Astrid Stawiarz/Getty
Astrid Stawiarz/Getty

Here's the thing — it all worked.

Haynes was soon cast in Teen Wolf and became one of those young stars mobbed at malls and MTV events. He left that show over contract negotiations (he's currently filming a movie reboot) and was then cast on Arrow.

Several times, he says he tried to come out, but agents and managers encouraged him not to.

He developed an addiction to Adderall (to lose weight and stay up) and Xanax (to chill out). He left Arrow in its third season. A breakdown loomed on the horizon.

Haynes came out publicly in 2016. He says the parts suddenly dried up: "I am offered only roles like the 'gay best friend' today."

What also dried up: his branded content endorsements, which he relied on. "The only thing I was offered after I came out was to be the face of [the queer hookup app] Grindr," he says.

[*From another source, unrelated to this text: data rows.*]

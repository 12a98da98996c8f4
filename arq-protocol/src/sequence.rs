//! Sequence Number Handling
//!
//! ARQ sequence numbers are assigned monotonically per packet and occupy the
//! low 30 bits of the first header word (bits 30 and 31 carry flags). Transfers
//! are finite, so sequence numbers never wrap: ordering is plain integer
//! ordering.

use std::fmt;
use std::ops::{Add, AddAssign, Sub};

/// Maximum sequence number value (30-bit: 0x3FFFFFFF)
pub const MAX_SEQ_NUMBER: u32 = 0x3FFF_FFFF;

/// Packet sequence number
#[derive(Copy, Clone, Eq, PartialEq, Hash, Ord, PartialOrd, Default)]
pub struct SeqNumber(u32);

impl SeqNumber {
    /// Sequence number of the first packet of every transfer
    pub const ZERO: SeqNumber = SeqNumber(0);

    /// Create a new sequence number
    ///
    /// # Panics
    /// Panics if value exceeds MAX_SEQ_NUMBER
    pub fn new(value: u32) -> Self {
        assert!(
            value <= MAX_SEQ_NUMBER,
            "Sequence number {} exceeds maximum {}",
            value,
            MAX_SEQ_NUMBER
        );
        SeqNumber(value)
    }

    /// Create a sequence number from a wire value, masking it to 30 bits
    #[inline]
    pub fn new_unchecked(value: u32) -> Self {
        SeqNumber(value & MAX_SEQ_NUMBER)
    }

    /// Get the raw sequence number value
    #[inline]
    pub fn as_raw(self) -> u32 {
        self.0
    }

    /// Index of this sequence number into per-transfer tables
    #[inline]
    pub fn as_index(self) -> usize {
        self.0 as usize
    }

    /// Increment the sequence number by 1
    #[inline]
    pub fn increment(&mut self) {
        self.0 += 1;
    }

    /// Get the next sequence number
    #[inline]
    pub fn next(self) -> Self {
        SeqNumber(self.0 + 1)
    }

    /// Get the previous sequence number, or `None` at zero
    #[inline]
    pub fn prev(self) -> Option<Self> {
        self.0.checked_sub(1).map(SeqNumber)
    }

    /// Signed distance from this sequence number to another
    ///
    /// Positive values mean `other` is ahead of `self`.
    pub fn distance_to(self, other: SeqNumber) -> i64 {
        other.0 as i64 - self.0 as i64
    }
}

impl fmt::Debug for SeqNumber {
    fn fmt(&self, f: &mut fmt::Formatter<'_>) -> fmt::Result {
        write!(f, "SeqNumber({})", self.0)
    }
}

impl fmt::Display for SeqNumber {
    fn fmt(&self, f: &mut fmt::Formatter<'_>) -> fmt::Result {
        write!(f, "{}", self.0)
    }
}

impl From<u32> for SeqNumber {
    fn from(value: u32) -> Self {
        SeqNumber::new_unchecked(value)
    }
}

impl From<SeqNumber> for u32 {
    fn from(seq: SeqNumber) -> u32 {
        seq.0
    }
}

impl Add<u32> for SeqNumber {
    type Output = SeqNumber;

    fn add(self, rhs: u32) -> SeqNumber {
        SeqNumber(self.0.saturating_add(rhs))
    }
}

impl AddAssign<u32> for SeqNumber {
    fn add_assign(&mut self, rhs: u32) {
        self.0 = self.0.saturating_add(rhs);
    }
}

impl Sub for SeqNumber {
    type Output = i64;

    /// Calculate the signed distance between two sequence numbers
    fn sub(self, rhs: SeqNumber) -> i64 {
        rhs.distance_to(self)
    }
}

After a few months of dating, he married celebrity florist Jeff Leatham in 2017 and filed for divorce six months later.

In 2018, Haynes overdosed. A bottle of Oxycontin, a bottle of Xanax, a bottle of tequila. He woke up in a Los Angeles hospital.

"I had tubes coming out of every hole in my body," he recalls. "I couldn't see out of my left eye."

Tearing up, he acknowledges it was a suicide attempt. "My mother had died [earlier that year] from alcoholism." Haynes says they had become very close. "My dad had killed himself with Oxycontin. I had set out not to be anything like my parents."

Colton Haynes
courtesy Colton Haynes

Haynes is now sober. He's also armed with a fresh perspective, a memoir and a part in the Teen Wolf reboot movie as he returns to Hollywood and steps back into public life.

Of course, he notes, some things haven't improved: "Name one lead out leading actor, male romantic lead who's openly gay? I don't think Hollywood has changed."

One thing hasn't changed about Haynes either — he shows me the lifts in the shoes he's wearing and quips, "Today I'm six-foot-two."